And it was slow. The saw had plenty of power. It didn't bog any until I really forced it into the wood. Do you have any suggestions on anything I can do to the chain to get it to pull through the wood better instead of forcing it. I would have thought it would have cut a little better with a ripping chain.
Thanks for any help. Duane in VA.
 
Dress the chain with a file often, and check the rakers. That is my primary chain, and the only time I had a problem with it was when I tore up a couple of teeth on a nail, got interrupted while I was sharpening it and didn't redo the rakers to match the new cutter profile.

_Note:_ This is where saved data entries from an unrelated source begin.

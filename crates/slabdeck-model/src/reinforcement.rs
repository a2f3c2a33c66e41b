//! Reinforcement bars laid into the deck zones.
//!
//! Bar sizes, spacings and cover are given in millimetres, as in bridge
//! input files; the generated geometry is in metres like the deck.
//! Each zone gets two longitudinal layers (bottom and top) running the
//! length of its span and two transverse layers running across the zone.

use serde::{Deserialize, Serialize};
use slabdeck_math::{Axis, Transform};
use slabdeck_mesh::{cylinder, NodeRole, Rgba, Scene, TriangleMesh};
use tracing::{debug, warn};

use crate::error::{ModelError, Result};
use crate::segment::{d_point_positions, validate_segments, Segment};
use crate::zone::Zone;

/// Color of every bar.
pub const REBAR_COLOR: Rgba = [60, 60, 60, 255];

/// Facets around each bar.
pub const REBAR_SECTIONS: u32 = 16;

/// Cover used when an input file gives none (mm).
pub const DEFAULT_COVER_MM: f64 = 55.0;

const MM: f64 = 1e-3;

/// Bar sizes for one zone of one span.
///
/// `number` is `"{zone}-{span}"`, the same labels the views print.
#[derive(Debug, Clone, PartialEq, Serialize, Deserialize)]
pub struct ReinforcementZone {
    /// Zone label, e.g. `"2-1"` for zone 2 of the first span.
    #[serde(alias = "zone_number")]
    pub number: String,
    /// Top longitudinal bar diameter (mm).
    #[serde(alias = "hoofdwapening_langs_boven_diameter")]
    pub top_diameter: f64,
    /// Top longitudinal centre-to-centre spacing (mm).
    #[serde(alias = "hoofdwapening_langs_boven_hart_op_hart")]
    pub top_spacing: f64,
    /// Bottom longitudinal bar diameter (mm).
    #[serde(alias = "hoofdwapening_langs_onder_diameter")]
    pub bottom_diameter: f64,
    /// Bottom longitudinal centre-to-centre spacing (mm).
    #[serde(alias = "hoofdwapening_langs_onder_hart_op_hart")]
    pub bottom_spacing: f64,
    /// Transverse bar diameter (mm).
    #[serde(alias = "hoofdwapening_dwars_diameter")]
    pub transverse_diameter: f64,
    /// Transverse centre-to-centre spacing along the span (mm).
    #[serde(alias = "hoofdwapening_dwars_hart_op_hart")]
    pub transverse_spacing: f64,
}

It's good chain, start with the obvious and work from there.

Mark
 
Couple of questions for you...

Have you milled with other chain before?

What saw, bar length, chain pitch, gauge, etc, are you using?

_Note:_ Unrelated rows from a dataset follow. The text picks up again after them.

//! Renderer-independent plot description.
//!
//! Views produce a [`PlotDescription`]: line segments, filled polygons,
//! text annotations and axis ranges. Turning it into a chart is left to
//! [`to_chart_spec`](crate::to_chart_spec) or to the caller.

use serde::{Deserialize, Serialize};
use slabdeck_section::{BoundingBox2D, Point2D};

/// Padding added around plotted geometry on both axes (m).
pub const RANGE_PADDING: f64 = 2.0;

/// Horizontal text anchor.
#[derive(Debug, Clone, Copy, PartialEq, Eq, Default, Serialize, Deserialize)]
#[serde(rename_all = "lowercase")]
pub enum XAnchor {
    /// Text starts at the anchor.
    Left,
    /// Text is centered on the anchor.
    #[default]
    Center,
    /// Text ends at the anchor.
    Right,
}

/// Vertical text anchor.
#[derive(Debug, Clone, Copy, PartialEq, Eq, Default, Serialize, Deserialize)]
#[serde(rename_all = "lowercase")]
pub enum YAnchor {
    /// Text hangs below the anchor.
    Top,
    /// Text is centered on the anchor.
    #[default]
    Middle,
    /// Text sits on the anchor.
    Bottom,
}

/// How an annotation is drawn.
#[derive(Debug, Clone, PartialEq, Serialize, Deserialize)]
pub struct AnnotationStyle {
    /// Font size in points.
    pub size: u32,
    /// CSS color name or `rgba(...)` string.
    pub color: String,
    /// Text rotation in degrees (negative is clockwise on screen).
    pub angle: f64,
    /// Horizontal anchor.
    pub x_anchor: XAnchor,
    /// Vertical anchor.
    pub y_anchor: YAnchor,
    /// Bold text.
    pub bold: bool,
}

impl AnnotationStyle {
    /// Bold, unrotated, centered text.
    pub fn new(size: u32, color: impl Into<String>) -> Self {
        Self {
            size,
            color: color.into(),
            angle: 0.0,
            x_anchor: XAnchor::Center,
            y_anchor: YAnchor::Middle,
            bold: true,
        }
    }

    /// Rotate the text by `angle` degrees.
    pub fn rotated(mut self, angle: f64) -> Self {
        self.angle = angle;
        self
    }

    /// Set both anchors.
    pub fn anchored(mut self, x: XAnchor, y: YAnchor) -> Self {
        self.x_anchor = x;
        self.y_anchor = y;
        self
    }

    /// Regular weight.
    pub fn plain(mut self) -> Self {
        self.bold = false;
        self
    }
}

impl Default for AnnotationStyle {
    fn default() -> Self {
        Self::new(12, "black")
    }
}

/// A text label placed in data coordinates.
#[derive(Debug, Clone, PartialEq, Serialize, Deserialize)]
pub struct Annotation {
    /// Label text.
    pub text: String,
    /// X position.
    pub x: f64,
    /// Y position.
    pub y: f64,
    /// Drawing style.
    pub style: AnnotationStyle,
}

impl Annotation {
    /// Create an annotation.
    pub fn new(text: impl Into<String>, x: f64, y: f64, style: AnnotationStyle) -> Self {
        Self {
            text: text.into(),
            x,
            y,
            style,
        }
    }
}

/// A closed polygon drawn with a translucent fill.
#[derive(Debug, Clone, PartialEq, Serialize, Deserialize)]
pub struct FilledPolygon {
    /// Outline vertices; the polygon closes back to the first one.
    pub vertices: Vec<Point2D>,
    /// Fill color.
    pub fill_color: String,
    /// Outline color; `None` draws no outline.
    pub line_color: Option<String>,
}

impl FilledPolygon {
    /// Polygon with no outline.
    pub fn new(vertices: Vec<Point2D>, fill_color: impl Into<String>) -> Self {
        Self {
            vertices,
            fill_color: fill_color.into(),
            line_color: None,
        }
    }

    /// Add an outline color.
    pub fn outlined(mut self, color: impl Into<String>) -> Self {
        self.line_color = Some(color.into());
        self
    }
}

/// Visible data range on both plot axes.
#[derive(Debug, Clone, Copy, PartialEq, Serialize, Deserialize)]
pub struct AxisRanges {
    /// `[min, max]` on the horizontal axis.
    pub x: [f64; 2],
    /// `[min, max]` on the vertical axis.
    pub y: [f64; 2],
}

impl AxisRanges {
    /// Ranges of `bounds` grown by `pad` on every side.
    pub fn padded(bounds: &BoundingBox2D, pad: f64) -> Self {
        Self {
            x: [bounds.min_x - pad, bounds.max_x + pad],
            y: [bounds.min_y - pad, bounds.max_y + pad],
        }
    }
}

impl Default for AxisRanges {
    fn default() -> Self {
        Self {
            x: [-RANGE_PADDING, RANGE_PADDING],
            y: [-RANGE_PADDING, RANGE_PADDING],
        }
    }
}

/// Everything needed to draw one 2D view.
#[derive(Debug, Clone, PartialEq, Serialize, Deserialize)]
pub struct PlotDescription {
    /// Plot title.
    pub title: String,
    /// Horizontal axis title.
    pub x_title: String,
    /// Vertical axis title.
    pub y_title: String,
    /// Color of every entry in `line_segments`.
    pub line_color: String,
    /// Straight line pieces.
    pub line_segments: Vec<(Point2D, Point2D)>,
    /// Filled polygons, drawn below the lines.
    pub fills: Vec<FilledPolygon>,
    /// Text labels.
    pub annotations: Vec<Annotation>,
    /// Visible range.
    pub axis_ranges: AxisRanges,
}

impl PlotDescription {
    /// An empty plot with black lines.
    pub fn new(
        title: impl Into<String>,
        x_title: impl Into<String>,
        y_title: impl Into<String>,
    ) -> Self {
        Self {
            title: title.into(),
            x_title: x_title.into(),
            y_title: y_title.into(),
            line_color: "black".to_string(),
            line_segments: Vec::new(),
            fills: Vec::new(),
            annotations: Vec::new(),
            axis_ranges: AxisRanges::default(),
        }
    }

    /// Add a line segment.
    pub fn add_line(&mut self, start: Point2D, end: Point2D) {
        self.line_segments.push((start, end));
    }

    /// Add an annotation.
    pub fn annotate(&mut self, text: impl Into<String>, x: f64, y: f64, style: AnnotationStyle) {
        self.annotations.push(Annotation::new(text, x, y, style));
    }

    /// Annotations whose text starts with `prefix`.
    pub fn annotations_starting_with<'a>(
        &'a self,
        prefix: &'a str,
    ) -> impl Iterator<Item = &'a Annotation> + 'a {
        self.annotations
            .iter()
            .filter(move |a| a.text.starts_with(prefix))
    }

    /// Bounds of the line segments and polygon vertices.
    pub fn geometry_bounds(&self) -> BoundingBox2D {
        let mut bounds = BoundingBox2D::empty();
        for (a, b) in &self.line_segments {
            bounds.include_point(*a);
            bounds.include_point(*b);
        }
        for p in self.fills.iter().flat_map(|f| f.vertices.iter()) {
            bounds.include_point(*p);
        }
        bounds
    }

    /// Set the axis ranges to the geometry bounds padded by `pad`, keeping the
    /// current ranges when there is no geometry.
    pub fn fit_ranges(&mut self, pad: f64) {
        let bounds = self.geometry_bounds();
        if bounds.is_valid() {
            self.axis_ranges = AxisRanges::padded(&bounds, pad);
        }
    }
}

#[cfg(test)]
mod tests {
    use super::*;

    #[test]
    fn test_style_builders() {
        let style = AnnotationStyle::new(12, "blue")
            .rotated(-90.0)
            .anchored(XAnchor::Right, YAnchor::Middle);
        assert_eq!(style.angle, -90.0);
        assert_eq!(style.x_anchor, XAnchor::Right);
        assert!(style.bold);
        assert!(!style.plain().bold);
    }

    #[test]
    fn test_fit_ranges() {
        let mut plot = PlotDescription::new("t", "x", "y");
        plot.fit_ranges(RANGE_PADDING);
        assert_eq!(plot.axis_ranges, AxisRanges::default());

        plot.add_line(Point2D::new(0.0, -1.0), Point2D::new(10.0, 3.0));
        plot.fit_ranges(RANGE_PADDING);
        assert_eq!(plot.axis_ranges.x, [-2.0, 12.0]);
        assert_eq!(plot.axis_ranges.y, [-3.0, 5.0]);
    }

    #[test]
    fn test_annotation_filter() {
        let mut plot = PlotDescription::new("t", "x", "y");
        plot.annotate("l = 10m", 0.0, 0.0, AnnotationStyle::default());
        plot.annotate("Z1-1", 0.0, 0.0, AnnotationStyle::default());
        plot.annotate("Z2-1", 0.0, 0.0, AnnotationStyle::default());
        assert_eq!(plot.annotations_starting_with("Z").count(), 2);
        assert_eq!(plot.annotations_starting_with("l = ").count(), 1);
    }

    #[test]
    fn test_serializes_anchors_lowercase() {
        let style = AnnotationStyle::default().anchored(XAnchor::Left, YAnchor::Bottom);
        let json = serde_json::to_value(&style).unwrap();
        assert_eq!(json["x_anchor"], "left");
        assert_eq!(json["y_anchor"], "bottom");
    }
}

Woodsman Pro is good chain. As oldsaw said, when milling you have to touch-up the cutter edge often. Chainsaw milling is slow relative to cross-cutting regardless of the brand of chain. Just let it cut and don't force it.

What year/ style f100 do you have? I have a '66 short bed, step side myself.
 
I am running a 61cc saw with a 24" bar. The chain is new. Woodsman Pro
Ripping chain. I haven't touched it except for taking down the rakers a little to try and get it to pull a little. I slabbed the log down to 10" boards. This is what I was cutting before I quit for the day. I didn't think 10" would be that much for this saw?? Of course it was a Maple which is hard anyhow. I just felled the tree before I started cutting so, it wasn't dry or anything? My guess is that I need to get the rakers down about 30 -35 thous. and touch up the teeth a little. I think the angle on this chain is 10 degrees. I did get some nice boards off of the log before I called it quits.

As for the truck. I have a 76 ford 4x4 F100 with 390. It's a tough ole
truck. I used it and abused it and it's still here with me. A little rusty.
But oh well, it's a farm truck. I've had it for about 15 yrs. second owner.
Have a good day. Duane in VA.
 
Ripping chain comes with the depth gauges lower than standard chain already. You may have taken too much. I usually set mine to 25-30 thous.

I am running a 61cc saw with a 24" bar. The chain is new. Woodsman Pro
Ripping chain. I haven't touched it except for taking down the rakers a little to try and get it to pull a little. I slabbed the log down to 10" boards. This is what I was cutting before I quit for the day. I didn't think 10" would be that much for this saw?? Of course it was a Maple which is hard anyhow. I just felled the tree before I started cutting so, it wasn't dry or anything? My guess is that I need to get the rakers down about 30 -35 thous. and touch up the teeth a little. I think the angle on this chain is 10 degrees. I did get some nice boards off of the log before I called it quits.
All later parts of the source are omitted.